Medo, A Estratégia do Diabo

MEDO, A ESTRATÉGIA DO DIABO

 

         “Tudo que você quer está do outro lado do medo” (Benjamim Franklin). A geração dos Baby Boomers nasceu e cresceu debaixo da constante ameaça de uma guerra nuclear de proporções apocalípticas. Apesar dos perigos reais, esta geração se beneficiou do fim da II Grande Guerra Mundial e foi responsável pelo fortalecimento da democracia e da liberdade ao redor do mundo. A partir da geração X, 1965 a 1985, até o presente momento, com a Geração C (Covid), os seres humanos estão sendo dominados pelo sentimento de medo disseminado pelos órgãos de governo e pelos meios de comunicação.

        Após o fim da Guerra Fria, 21 de dezembro de 1991, o mundo passou a ouvir constantemente sobre os fenômenos da natureza como El Niño, que é o aquecimento anormal das águas do oceano, além de tsunamis, terremotos, furacões e enchentes.

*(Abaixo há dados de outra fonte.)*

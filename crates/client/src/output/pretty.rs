//! Pretty output formatting.

use pizzeria_core::product::Product;

/// Format a product for display.
pub fn format_product(product: &Product) -> String {
    format!(
        "{} ({})\n  ID: {}\n  Image: {}",
        product.name,
        product.price,
        product.id,
        product.display_image()
    )
}

/// Format the menu for display.
pub fn format_products(products: &[Product]) -> String {
    if products.is_empty() {
        return "No products found.".to_string();
    }
    let mut output = format!("MENU ({})\n", products.len());
    output.push_str(&"-".repeat(40));
    for product in products {
        output.push_str(&format!("\n{}", format_product(product)));
        output.push('\n');
    }
    output
}
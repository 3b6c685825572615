//! HTTP client for the remote product store.

pub mod products;

use pizzeria_core::product::Product;
use pizzeria_core::storage::{remote_error_from_response, RemoteErrorBody};
use reqwest::{Method, RequestBuilder, Response};
use url::Url;

use crate::error::Result;

/// Path of the products collection, relative to the store URL.
const PRODUCTS_PATH: &str = "rest/v1/products";

/// Store-side filter matching a single product ID.
fn id_filter(id: i64) -> [(&'static str, String); 1] {
    [("id", format!("eq.{}", id))]
}

/// REST client for the remote `products` collection.
///
/// Every request authenticates with the same key, sent both as the `apikey`
/// header and as a bearer token.
#[derive(Debug, Clone)]
pub struct RestProductStore {
    client: reqwest::Client,
    endpoint: Url,
    api_key: String,
}

impl RestProductStore {
    /// Create a store client for the given store URL and API key.
    pub fn new(store_url: &str, api_key: impl Into<String>) -> Result<Self> {
        let mut base = Url::parse(store_url)?;
        if !base.path().ends_with('/') {
            let path = format!("{}/", base.path());
            base.set_path(&path);
        }
        Ok(Self {
            client: reqwest::Client::new(),
            endpoint: base.join(PRODUCTS_PATH)?,
            api_key: api_key.into(),
        })
    }

    /// Get the products endpoint URL.
    pub fn endpoint(&self) -> &Url {
        &self.endpoint
    }

    /// Start an authenticated request against the products endpoint.
    fn request(&self, method: Method) -> RequestBuilder {
        self.client
            .request(method, self.endpoint.clone())
            .header("apikey", &self.api_key)
            .bearer_auth(&self.api_key)
    }

    /// Send a request whose response body is an array of products.
    async fn fetch_rows(&self, request: RequestBuilder) -> Result<Vec<Product>> {
        let response = request.send().await?;
        let response = self.check_status(response).await?;
        Ok(response.json().await?)
    }

    /// Send a request whose response body is ignored.
    async fn execute(&self, request: RequestBuilder) -> Result<()> {
        let response = request.send().await?;
        self.check_status(response).await?;
        Ok(())
    }

    /// Turn error responses into remote errors carrying the store's message.
    async fn check_status(&self, response: Response) -> Result<Response> {
        let status = response.status();
        if status.is_success() {
            return Ok(response);
        }
        let status = status.as_u16();
        let body = response.text().await.unwrap_or_default();
        match serde_json::from_str::<RemoteErrorBody>(&body) {
            Ok(error) => tracing::debug!(
                status,
                code = ?error.code,
                details = ?error.details,
                hint = ?error.hint,
                "Store request failed"
            ),
            Err(_) => tracing::debug!(status, body = %body, "Store request failed"),
        }
        Err(remote_error_from_response(status, &body).into())
    }
}
use thiserror::Error;

use crate::product::ProductError;

/// Errors that can occur during repository operations.
#[derive(Debug, Error, Clone, PartialEq)]
pub enum RepositoryError {
    #[error("{entity_type} not found: {id}")]
    NotFound {
        entity_type: &'static str,
        id: String,
    },
    #[error("Expected one {entity_type} with id {id}, found {count}")]
    MultipleRows {
        entity_type: &'static str,
        id: String,
        count: usize,
    },
    /// A failure reported by the remote store. The message is forwarded as-is.
    #[error("{0}")]
    Remote(String),
    #[error("Connection failed: {0}")]
    ConnectionFailed(String),
    #[error("Serialization error: {0}")]
    Serialization(String),
    #[error("Invalid data: {0}")]
    InvalidData(String),
}

impl RepositoryError {
    /// Returns true if the requested record does not exist.
    pub fn is_not_found(&self) -> bool {
        matches!(self, Self::NotFound { .. })
    }
}

impl From<ProductError> for RepositoryError {
    fn from(err: ProductError) -> Self {
        Self::InvalidData(err.to_string())
    }
}

/// Result type for repository operations.
pub type Result<T> = std::result::Result<T, RepositoryError>;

Mais de 15 mil catástrofes naturais ocorreram no mundo desde 1902 a 2021, sendo a Covid-19 uma delas.  Por mais espontâneas que sejam, as mudanças climáticas têm sido usadas como agentes de transformação social nas mãos de poucas pessoas que controlam a agenda mundial. Não é à toa que, no livro do Apocalipse, Deus irá destruir a fauna e a flora a partir de elementos extraterrestres, mostrando que a Terra que Ele criou não destrói a si mesma, mas ela apenas se renova.

        Com medo do aquecimento global, pandemias, terrorismo, guerras em vários lugares, os homens estão sendo preparados para o Governo Mundial do Anticristo. Desde o ataque terrorista de 2001 em Nova Iorque, culminando com a pandemia do Novo Coronavírus em 2020, a geração dos Baby Boomers tem visto a perda gradual de sua liberdade de ir e vir, de se expressar e, principalmente, de fazer decisões sobre a sua saúde física. Há mais de dois mil anos, o livro de Apocalipse ensina que o sentimento de medo será o motor propulsor do Anticristo para implementar o seu domínio na Terra.

        Enquanto isso, a Igreja precisa manter a sua sobriedade por ser a única luz do mundo até à volta de Cristo. Não podemos negar o perigo, mas precisamos rejeitar toda e qualquer forma de opressão: “Porque Deus não nos deu o espírito de temor, mas de fortaleza, e de amor, e de moderação” (II Timóteo 1:7). Não tenha medo! Tenha fé!